▸ Directions for this task
Which lines hold the word "under"? Copy each of them from the material.

****

// Copyright 2024 Golem Cloud
//
// Licensed under the Apache License, Version 2.0 (the "License");
// you may not use this file except in compliance with the License.
// You may obtain a copy of the License at
//
//     http://www.apache.org/licenses/LICENSE-2.0
//
// Unless required by applicable law or agreed to in writing, software
// distributed under the License is distributed on an "AS IS" BASIS,
// WITHOUT WARRANTIES OR CONDITIONS OF ANY KIND, either express or implied.
// See the License for the specific language governing permissions and
// limitations under the License.

use serde::{Deserialize, Serialize};
use tracing_subscriber::layer::SubscriberExt;
use tracing_subscriber::util::SubscriberInitExt;
use tracing_subscriber::EnvFilter;

#[derive(Clone, Debug, Serialize, Deserialize)]
pub struct TracingConfig {
    /// Default filter directive, overridable through RUST_LOG.
    pub env_filter: String,
    /// Emit one JSON object per line instead of the human readable format.
    pub json: bool,
    pub ansi: bool,
}

impl Default for TracingConfig {
    fn default() -> Self {
        Self {
            env_filter: "info".to_string(),
            json: false,
            ansi: true,
        }
    }
}

pub fn init_tracing_with_default_env_filter(config: &TracingConfig) {
    let env_filter = EnvFilter::try_from_default_env()
        .unwrap_or_else(|_| EnvFilter::new(&config.env_filter));

    if config.json {
        tracing_subscriber::registry()
            .with(env_filter)
            .with(tracing_subscriber::fmt::layer().json())
            .init();
    } else {
        tracing_subscriber::registry()
            .with(env_filter)
            .with(tracing_subscriber::fmt::layer().with_ansi(config.ansi))
            .init();
    }
}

****

▸ Response to this exercise
// Licensed under the Apache License, Version 2.0 (the "License");
// distributed under the License is distributed on an "AS IS" BASIS,
// limitations under the License.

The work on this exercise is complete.